Ella sonrió, trazando círculos en su pecho velludo. —Como actores de la novela Abismo de Pasión, vivimos en un mundo de ficción, pero contigo quiero lo real. ¿Repetimos después de la escena de la tarde?

Él rio, atrayéndola más cerca. El sol bajaba tiñendo el tráiler de naranja, mientras sus pulsos se calmaban. Fuera, el set bullía de actividad, pero adentro, habían encontrado su propio abismo: uno de placer infinito, sin guion ni cortes.

Elisa cerró los ojos, sintiendo su calor envolviéndola. Esto no es solo un polvo, es el inicio de algo que me va a cambiar todo. Marco la besó suave, sus lenguas rozando perezosas, saboreando el afterglow. El aroma a sexo persistía, pegajoso y satisfactorio, prometiendo más noches de pasión desenfrenada.

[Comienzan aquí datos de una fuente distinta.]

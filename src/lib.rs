// Clippy allows for the whole crate
#![allow(clippy::too_many_arguments)]
#![allow(clippy::should_implement_trait)]
#![allow(clippy::type_complexity)]

//! ACS: Average Common Substring distance over a Generalized Enhanced
//! Suffix Array.
//!
//! This library streams a reference sequence's rows against a colored
//! collection's Generalized Enhanced Suffix Array (GESA) and derives the
//! Average Common Substring distance from the reference to every other
//! color, without ever materializing the full collection or cLCP matrix
//! in memory.
//!
//! # Pipeline
//!
//! 1. [`collection`] loads or derives the per-color lengths and alphabet
//!    frequencies a run needs.
//! 2. [`gesa_convert`] splits a combined `.gesa` stream into `.bwt`/`.lcp`/`.id`
//!    sidecars when a run only has the combined form.
//! 3. [`dgen`] scans the GESA once to produce the `.d` array marking
//!    reference-color boundaries.
//! 4. [`clcp`] runs the forward and backward colored-LCP passes over the
//!    `.id`/`.lcp`/`.d` streams and the reference's own LCP stream.
//! 5. [`distance`] combines the two passes' score sums into one ACS
//!    distance per color and writes the `.acs` output.

pub mod clcp;
pub mod collection;
pub mod config;
pub mod dgen;
pub mod distance;
pub mod error;
pub mod gesa_convert;
pub mod memtrack;
pub mod streaming;
pub mod types;

/// Library version.
pub const VERSION: &str = env!("CARGO_PKG_VERSION");

/// Prelude module for convenient imports.
pub mod prelude {
    pub use crate::clcp::{window_depth, BackwardPass, BackwardStats, ForwardPass, ForwardStats};
    pub use crate::collection::CollectionInfo;
    pub use crate::dgen::{DGenStats, DGenerator};
    pub use crate::distance::{write_acs_file, AcsDistanceComputer};
    pub use crate::error::{AcsError, Result};
    pub use crate::gesa_convert::{split_gesa, GesaConvertStats};
}
//! Buffered binary record streams used by every pass in the pipeline.

pub mod buffers;
pub mod gesa;
pub mod inplace;
pub mod irrelevant;
pub mod records;

pub use buffers::{FixedRecord, RecordReader, RecordWriter};
pub use gesa::{GesaReader, GesaRecord, GesaWriter};
pub use inplace::InPlaceEditor;
pub use irrelevant::{IrrelevantBitReader, IrrelevantBitWriter};
pub use records::{
    DEncoder, DReader, DWriter, IdReader, IdWriter, LcpReader, LcpWriter, SymbolReader,
    SymbolWriter,
};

Cuando el llamado a grabar sonó, se vistieron riendo bajito, arreglándose el pelo desordenado. Salieron del tráiler como si nada, pero sus miradas cómplices lo decían todo. En el set, el director los elogió por su química explosiva, sin imaginar que los actores de la novela Abismo de Pasión ya habían cruzado la línea de la ficción al éxtasis real.

Elisa caminó hacia su marca, sintiendo el leve dolor placentero entre las piernas, el semen seco en su piel como un secreto ardiente. Marco le guiñó un ojo desde el otro lado. Qué chido es esto, pensó ella, lista para fingir de nuevo... mientras planeaba su próximo encuentro privado.